On November 23, 2009, the Respondent signed a second Continuing Care Contract with the Indiana PAP. [Resp. Exh. D]. This is a five-year agreement. [Id.]. The Respondent agreed, among other provisions, to participate in supervised urine/hair/blood drug screens, and agreed to abstain from mood-changing chemicals except those prescribed by a treating physician. [Id.]. In the event of a relapse, the Respondent is to notify the PAP. [Id.]. The Respondent also agreed to attend Caduceus meetings and to attend “mutual self-help meetings”such as AA or NA at a frequency of three times per week. [Tr. 68; Resp. Exh. D]. The Respondent also agreed to attend individual therapy bi-weekly for a period of time and to see a psychiatrist for medication management. [Resp. Exh. D; Tr. 69-70].
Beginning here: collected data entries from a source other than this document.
use dioxus::prelude::*;
use dioxus_router::prelude::*;

use gloo_console::error as console_error;

use crate::common::dom;
use crate::components::ripple::RippleButton;
use crate::Route;

/// Scroll allowance for the sticky header when jumping to an anchor.
const HEADER_OFFSET: f64 = 100.0;

const FLOATING_CIRCLES: usize = 3;

/// Stagger for the hero decoration: each circle drifts a little slower and
/// starts a little later than the one before it.
fn shape_timing(index: usize) -> (f64, f64) {
    (15.0 + index as f64 * 3.0, index as f64 * 2.0)
}

#[derive(Clone, PartialEq, Props)]
struct FloatingCircleProps {
    index: usize,
}

#[component]
fn FloatingCircle(props: FloatingCircleProps) -> Element {
    let (duration, delay) = shape_timing(props.index);
    let style = format!("animation-duration: {duration}s; animation-delay: {delay}s;");

    rsx! {
        div { class: "floating-circle", style: "{style}" }
    }
}

#[component]
pub fn Home() -> Element {
    let navigator = use_navigator();

    rsx! {
        section { class: "hero",
            div { class: "floating-shapes",
                for index in 0..FLOATING_CIRCLES {
                    FloatingCircle { key: "{index}", index: index }
                }
            }
            div { class: "container hero-content",
                h1 { class: "hero-title", "Dreamy Cloud Portfolio" }
                p { class: "hero-subtitle", "Design, code, and a little bit of weather." }
                div { class: "hero-actions",
                    RippleButton {
                        class: "btn-primary btn-lg".to_owned(),
                        onclick: move |_| {
                            navigator.push(Route::Projects {});
                        },
                        "See My Work"
                    }
                    RippleButton {
                        class: "btn-secondary btn-lg".to_owned(),
                        onclick: move |_| {
                            navigator.push(Route::Contact {});
                        },
                        "Say Hello"
                    }
                }
                a {
                    class: "hero-scroll-hint",
                    href: "#about",
                    onclick: move |event| {
                        event.prevent_default();
                        if let Err(err) = dom::smooth_scroll_to("about", HEADER_OFFSET) {
                            console_error!(format!("smooth scroll failed: {err}"));
                        }
                    },
                    "↓ About Me"
                }
            }
        }

        section { id: "about", class: "page-section",
            div { class: "container",
                h2 { class: "section-title", "About" }
                p {
                    "I build small, friendly things for the web: interfaces with "
                    "soft edges, tiny animations, and no dark patterns. When I'm "
                    "not pushing pixels I'm probably photographing clouds."
                }
            }
        }

        section { class: "page-section",
            div { class: "container",
                h2 { class: "section-title", "Currently" }
                p {
                    "Taking on freelance work for spring. The fastest way to "
                    "reach me is the "
                    Link { to: Route::Contact {}, "contact form" }
                    " — I read everything."
                }
            }
        }

        footer { class: "home-footer",
            div { class: "container",
                p { "Dreamy Cloud Portfolio • drawn with rain and starlight" }
            }
        }
    }
}

#[cfg(test)]
mod tests {
    use super::*;

    #[test]
    fn circle_timings_stagger_by_index() {
        assert_eq!(shape_timing(0), (15.0, 0.0));
        assert_eq!(shape_timing(1), (18.0, 2.0));
        assert_eq!(shape_timing(2), (21.0, 4.0));
    }
}
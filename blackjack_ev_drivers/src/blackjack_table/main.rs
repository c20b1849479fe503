mod session;

use std::io::{self, BufRead, Write};
use std::path::PathBuf;

use blackjack_ev::{simulation::Table, Rules};
use blackjack_ev_drivers::{init_logging, load_config};
use clap::Parser;

use self::session::Session;

#[derive(Debug, Parser)]
#[command(author, about, long_about = None)]
struct CommandLineArgs {
    /// The path of the config file. Defaults to ~/.blackjack_ev.yml
    #[arg(short, long)]
    config: Option<PathBuf>,

    /// Seed for the card order, for reproducible sessions
    #[arg(short, long)]
    seed: Option<u64>,
}

fn main() -> anyhow::Result<()> {
    let args = CommandLineArgs::parse();
    let config = load_config(args.config.as_deref())?;
    init_logging(&config.logging);
    let rules: Rules = config.rule.try_into()?;

    let table = Table::new(rules, args.seed)?;
    let mut stdout = io::stdout().lock();
    writeln!(stdout, "type 'help' for commands")?;
    let mut session = Session::new(table, stdout);

    let stdin = io::stdin();
    for line in stdin.lock().lines() {
        if !session.handle_line(&line?)? {
            break;
        }
    }

    Ok(())
}
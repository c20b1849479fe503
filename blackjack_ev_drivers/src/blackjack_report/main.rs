use std::path::PathBuf;

use anyhow::{bail, Context};
use blackjack_ev::{
    evaluate_initial_hands_parallel, strategy::StrategyChart, CardCount, Rules, Shoe, Solver,
    TracingSink,
};
use blackjack_ev_drivers::{init_logging, load_config, DEFAULT_CONFIG_FILE_NAME};
use clap::{Parser, Subcommand};

#[derive(Debug, Parser)]
#[command(author, about, long_about = None)]
struct CommandLineArgs {
    /// The path of the config file. Defaults to ~/.blackjack_ev.yml, or the
    /// standard single-deck game when that does not exist.
    #[arg(short, long)]
    config: Option<PathBuf>,

    #[command(subcommand)]
    report: Report,
}

#[derive(Debug, Subcommand)]
enum Report {
    /// Expected return of a round, summed over every initial hand
    Aggregate {
        /// Worker threads, overrides the config. 0 means one per core
        #[arg(short, long)]
        threads: Option<usize>,
        /// Print every initial hand as YAML instead of a summary
        #[arg(long)]
        yaml: bool,
    },
    /// Best first action for every starting hand against every up card
    Chart,
    /// Best action for a single situation
    Scenario {
        /// Player cards, e.g. T6
        player: String,
        /// Dealer cards, e.g. T
        dealer: String,
        /// Cards left in the shoe. Defaults to a fresh shoe minus the cards
        /// on the table
        #[arg(long)]
        shoe: Option<String>,
        /// Cards in the discard pile
        #[arg(long, default_value_t = String::new())]
        discard: String,
        /// Print every branch the search considers
        #[arg(long)]
        trace: bool,
        /// Send every considered branch to the log instead
        #[arg(long, conflicts_with = "trace")]
        trace_log: bool,
    },
}

fn main() -> anyhow::Result<()> {
    let args = CommandLineArgs::parse();
    let config = load_config(args.config.as_deref()).with_context(|| {
        format!(
            "loading {}",
            args.config
                .as_ref()
                .map(|path| path.display().to_string())
                .unwrap_or_else(|| format!("~/{}", DEFAULT_CONFIG_FILE_NAME))
        )
    })?;
    init_logging(&config.logging);
    let rules: Rules = config.rule.clone().try_into()?;
    tracing::info!(?rules, "rules loaded");

    match args.report {
        Report::Aggregate { threads, yaml } => {
            let threads = threads.unwrap_or(config.report.number_of_threads);
            let report = evaluate_initial_hands_parallel(&rules, threads)?;
            if yaml {
                print!("{}", serde_yaml::to_string(&report)?);
            } else {
                println!("initial hands: {}", report.hands.len());
                println!("probability mass: {:.12}", report.mass);
                println!("{}", report.total);
                println!("expected return: {:+.4}%", report.expected_return() * 100.0);
            }
        }
        Report::Chart => {
            let chart = StrategyChart::compute(&rules)?;
            print!("{}", chart);
        }
        Report::Scenario {
            player,
            dealer,
            shoe,
            discard,
            trace,
            trace_log,
        } => {
            let player: CardCount = player.parse()?;
            let dealer: CardCount = dealer.parse()?;
            let discard: CardCount = discard.parse()?;
            let shoe = match shoe {
                Some(cards) => Shoe::from_cards(cards.parse()?, rules.cut_card_offset)?,
                None => fresh_shoe_without(&rules, &[&player, &dealer, &discard])?,
            };
            println!("shoe: {}", shoe);

            let mut solver = Solver::new(rules)?;
            let result = if trace {
                let mut lines: Vec<String> = Vec::new();
                let result = solver.decide_traced(&shoe, &player, &dealer, &discard, &mut lines);
                for line in lines {
                    println!("{}", line);
                }
                result
            } else if trace_log {
                solver.decide_traced(&shoe, &player, &dealer, &discard, &mut TracingSink)
            } else {
                solver.decide(&shoe, &player, &dealer, &discard)
            };
            println!("{}", result);
            println!("{}", result.outcome);
        }
    }

    Ok(())
}

fn fresh_shoe_without(rules: &Rules, taken: &[&CardCount]) -> anyhow::Result<Shoe> {
    let mut shoe = Shoe::from_rules(rules)?;
    for cards in taken {
        for (rank, count) in cards.iter() {
            if shoe.count(rank) < count {
                bail!("a {}-deck shoe does not hold that many {}", rules.number_of_decks, rank);
            }
            for _ in 0..count {
                shoe.remove(rank);
            }
        }
    }
    Ok(shoe)
}
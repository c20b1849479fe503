use std::fmt;
use std::ops::{AddAssign, Mul, MulAssign};

use serde::Serialize;

use crate::PlayerAction;

/// Expected cash flow of a line of play, weighted by the chance of reaching
/// it. `invested` and `returned` are per unit of original stake.
#[derive(Clone, Copy, Debug, PartialEq, Serialize)]
pub struct Outcome {
    pub invested: f64,
    pub returned: f64,
    pub probability: f64,
}

impl Outcome {
    pub fn new(invested: f64, returned: f64) -> Self {
        Self {
            invested,
            returned,
            probability: 1.0,
        }
    }

    /// Return per unit invested: `(returned - invested) / invested`.
    pub fn payoff(&self) -> f64 {
        if self.invested == 0.0 {
            return 0.0;
        }
        (self.returned - self.invested) / self.invested
    }

    /// Net gain per unit of original stake. This is what actions compete on.
    pub fn net(&self) -> f64 {
        self.returned - self.invested
    }

    /// Scales the probability of reaching this outcome, never the amounts.
    pub fn scaled(self, probability: f64) -> Self {
        self * probability
    }

    pub fn double_down(&mut self) {
        self.invested *= 2.0;
        self.returned *= 2.0;
    }
}

impl MulAssign<f64> for Outcome {
    fn mul_assign(&mut self, probability: f64) {
        self.probability *= probability;
    }
}

impl Mul<f64> for Outcome {
    type Output = Outcome;
    fn mul(mut self, probability: f64) -> Self::Output {
        self *= probability;
        self
    }
}

impl fmt::Display for Outcome {
    fn fmt(&self, f: &mut fmt::Formatter<'_>) -> fmt::Result {
        write!(
            f,
            "invested {:.6} returned {:.6} payoff {:+.4}%",
            self.invested,
            self.returned,
            self.payoff() * 100.0
        )
    }
}

/// Sums mutually exclusive branches: each contributes `invested` and
/// `returned` weighted by its probability.
#[derive(Clone, Copy, Debug, Default)]
pub struct Accumulator {
    invested: f64,
    returned: f64,
    mass: f64,
}

impl Accumulator {
    /// Total probability of the branches added so far.
    pub fn mass(&self) -> f64 {
        self.mass
    }

    /// The combined outcome. Its probability is 1: the amounts already carry
    /// the branch weights.
    pub fn into_outcome(self) -> Outcome {
        Outcome::new(self.invested, self.returned)
    }
}

impl AddAssign<Outcome> for Accumulator {
    fn add_assign(&mut self, rhs: Outcome) {
        self.invested += rhs.invested * rhs.probability;
        self.returned += rhs.returned * rhs.probability;
        self.mass += rhs.probability;
    }
}

/// Best action at a decision point together with what it is worth.
#[derive(Clone, Copy, Debug, PartialEq, Serialize)]
pub struct ScenarioResult {
    pub action: PlayerAction,
    #[serde(flatten)]
    pub outcome: Outcome,
}

impl ScenarioResult {
    pub fn new(action: PlayerAction, outcome: Outcome) -> Self {
        Self { action, outcome }
    }

    pub fn payoff(&self) -> f64 {
        self.outcome.payoff()
    }
}

impl fmt::Display for ScenarioResult {
    fn fmt(&self, f: &mut fmt::Formatter<'_>) -> fmt::Result {
        write!(f, "{} : pays {:+.6}", self.action, self.outcome.net())
    }
}

#[cfg(test)]
mod tests {
    use super::*;

    #[test]
    fn payoff_ratio() {
        assert_eq!(Outcome::new(1.0, 2.5).payoff(), 1.5);
        assert_eq!(Outcome::new(1.0, 0.0).payoff(), -1.0);
        assert_eq!(Outcome::new(2.0, 4.0).payoff(), 1.0);
        assert_eq!(Outcome::new(2.0, 4.0).net(), 2.0);
    }

    #[test]
    fn scaling_touches_probability_only() {
        let o = Outcome::new(1.0, 2.0).scaled(0.25).scaled(0.5);
        assert_eq!(o.invested, 1.0);
        assert_eq!(o.returned, 2.0);
        assert_eq!(o.probability, 0.125);
    }

    #[test]
    fn double_down_doubles_amounts() {
        let mut o = Outcome::new(1.0, 1.5);
        o.double_down();
        assert_eq!(o, Outcome::new(2.0, 3.0));
        assert_eq!(o.payoff(), 0.5);
    }

    #[test]
    fn accumulates_weighted_branches() {
        let mut acc = Accumulator::default();
        acc += Outcome::new(1.0, 2.0).scaled(0.25);
        acc += Outcome::new(1.0, 0.0).scaled(0.5);
        acc += Outcome::new(2.0, 4.0).scaled(0.25);
        assert_eq!(acc.mass(), 1.0);

        let o = acc.into_outcome();
        assert_eq!(o.invested, 0.25 + 0.5 + 0.5);
        assert_eq!(o.returned, 0.5 + 1.0);
        assert_eq!(o.probability, 1.0);
    }
}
In August of 2010, Diversion Investigator (DI) Gary L. Whisenand [2] interviewed the Respondent. [Tr. 19]. I find DI Whisenand's testimony consistent with the documentary exhibits and credible. DI Whisenand credibly testified that Indiana's Physician Assistance Program was a reliable program that cooperated with the DEA. [Tr. 30]. During the interview with DI Whisenand, the Respondent admitted to smoking marijuana and consuming oxycodone. [Tr. 21, 84]. The Respondent had explained that he had moved to North Carolina to care for an ailing brother, who had Stage IV lung cancer, and the stress of tending to his brother had caused the Respondent to relapse. [Tr. 21-22]. This was his first relapse since beginning the recovery process in 2002. [Tr. 22, 93].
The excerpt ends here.